## Recorded data
──────────────────────────────
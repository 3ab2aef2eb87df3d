use std::path::{Path, PathBuf};

use async_trait::async_trait;
use rusqlite::{params, Connection};
use tracing::debug;

use crate::common::error::{PipelineError, Result};
use crate::domain::{EmployeeRecord, PerformanceRating, SourceRecord};
use crate::storage::traits::Storage;

/// SQLite-backed storage.
///
/// A connection is opened per operation; the pipeline touches storage at
/// most a handful of times per run, so there is nothing to pool. Each
/// `replace_*` runs as a single transaction (drop, create, insert), which
/// gives atomic replacement of the table contents.
pub struct SqliteStorage {
    path: PathBuf,
}

impl SqliteStorage {
    pub fn new(path: impl AsRef<Path>) -> Self {
        Self {
            path: path.as_ref().to_path_buf(),
        }
    }

    fn connect(&self) -> Result<Connection> {
        let conn = Connection::open(&self.path)?;
        Ok(conn)
    }
}

/// Table names are interpolated into DDL, so they are restricted to
/// identifier characters.
fn check_table_name(table: &str) -> Result<()> {
    let valid = !table.is_empty()
        && table
            .chars()
            .all(|c| c.is_ascii_alphanumeric() || c == '_');
    if valid {
        Ok(())
    } else {
        Err(PipelineError::Validation {
            field: "table".to_string(),
            message: format!("invalid table name: {table:?}"),
        })
    }
}

#[async_trait]
impl Storage for SqliteStorage {
    async fn replace_source_table(&self, table: &str, rows: &[SourceRecord]) -> Result<()> {
        check_table_name(table)?;
        let mut conn = self.connect()?;
        let tx = conn.transaction()?;
        tx.execute_batch(&format!(
            "DROP TABLE IF EXISTS {table};
             CREATE TABLE {table} (
                 employee_id        TEXT NOT NULL,
                 name               TEXT,
                 department         TEXT,
                 country            TEXT,
                 date_of_joining    TEXT,
                 years_experience   TEXT,
                 salary             TEXT,
                 performance_rating TEXT
             );"
        ))?;
        {
            let mut stmt = tx.prepare(&format!(
                "INSERT INTO {table} (employee_id, name, department, country, date_of_joining,
                                      years_experience, salary, performance_rating)
                 VALUES (?1, ?2, ?3, ?4, ?5, ?6, ?7, ?8)"
            ))?;
            for row in rows {
                stmt.execute(params![
                    row.employee_id,
                    row.name,
                    row.department,
                    row.country,
                    row.date_of_joining,
                    row.years_experience,
                    row.salary,
                    row.performance_rating,
                ])?;
            }
        }
        tx.commit()?;
        debug!(table, rows = rows.len(), "replaced source table");
        Ok(())
    }

    async fn load_source_table(&self, table: &str) -> Result<Vec<SourceRecord>> {
        check_table_name(table)?;
        let conn = self.connect()?;
        let mut stmt = conn.prepare(&format!(
            "SELECT employee_id, name, department, country, date_of_joining,
                    years_experience, salary, performance_rating
             FROM {table}"
        ))?;
        let rows = stmt.query_map([], |row| {
            Ok(SourceRecord {
                employee_id: row.get(0)?,
                name: row.get(1)?,
                department: row.get(2)?,
                country: row.get(3)?,
                date_of_joining: row.get(4)?,
                years_experience: row.get(5)?,
                salary: row.get(6)?,
                performance_rating: row.get(7)?,
            })
        })?;
        let mut records = Vec::new();
        for row in rows {
            records.push(row?);
        }
        Ok(records)
    }

    async fn replace_employee_table(&self, table: &str, rows: &[EmployeeRecord]) -> Result<()> {
        check_table_name(table)?;
        let mut conn = self.connect()?;
        let tx = conn.transaction()?;
        tx.execute_batch(&format!(
            "DROP TABLE IF EXISTS {table};
             CREATE TABLE {table} (
                 employee_id        TEXT NOT NULL,
                 name               TEXT NOT NULL,
                 department         TEXT NOT NULL,
                 country            TEXT NOT NULL,
                 date_of_joining    TEXT,
                 years_experience   REAL,
                 salary             REAL,
                 performance_rating TEXT
             );"
        ))?;
        {
            let mut stmt = tx.prepare(&format!(
                "INSERT INTO {table} (employee_id, name, department, country, date_of_joining,
                                      years_experience, salary, performance_rating)
                 VALUES (?1, ?2, ?3, ?4, ?5, ?6, ?7, ?8)"
            ))?;
            for row in rows {
                stmt.execute(params![
                    row.employee_id,
                    row.name,
                    row.department,
                    row.country,
                    row.date_of_joining,
                    row.years_experience,
                    row.salary,
                    row.performance_rating.map(|r| r.as_label()),
                ])?;
            }
        }
        tx.commit()?;
        debug!(table, rows = rows.len(), "replaced employee table");
        Ok(())
    }

    async fn load_employee_table(&self, table: &str) -> Result<Vec<EmployeeRecord>> {
        check_table_name(table)?;
        let conn = self.connect()?;
        let mut stmt = conn.prepare(&format!(
            "SELECT employee_id, name, department, country, date_of_joining,
                    years_experience, salary, performance_rating
             FROM {table}"
        ))?;
        let rows = stmt.query_map([], |row| {
            Ok((
                row.get::<_, String>(0)?,
                row.get::<_, String>(1)?,
                row.get::<_, String>(2)?,
                row.get::<_, String>(3)?,
                row.get::<_, Option<chrono::NaiveDate>>(4)?,
                row.get::<_, Option<f64>>(5)?,
                row.get::<_, Option<f64>>(6)?,
                row.get::<_, Option<String>>(7)?,
            ))
        })?;
        let mut records = Vec::new();
        for row in rows {
            let (employee_id, name, department, country, date_of_joining, years, salary, rating) =
                row?;
            let performance_rating = match rating {
                Some(label) => Some(PerformanceRating::from_label(&label).ok_or_else(|| {
                    PipelineError::Validation {
                        field: "performance_rating".to_string(),
                        message: format!("unknown stored label: {label}"),
                    }
                })?),
                None => None,
            };
            records.push(EmployeeRecord {
                employee_id,
                name,
                department,
                country,
                date_of_joining,
                years_experience: years,
                salary,
                performance_rating,
            });
        }
        Ok(records)
    }
}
──────────────────────────────
## What is required
From the entries above, list each line with "Option" in it.

## Exercise result
                row.get::<_, Option<chrono::NaiveDate>>(4)?,
                row.get::<_, Option<f64>>(5)?,
                row.get::<_, Option<f64>>(6)?,
                row.get::<_, Option<String>>(7)?,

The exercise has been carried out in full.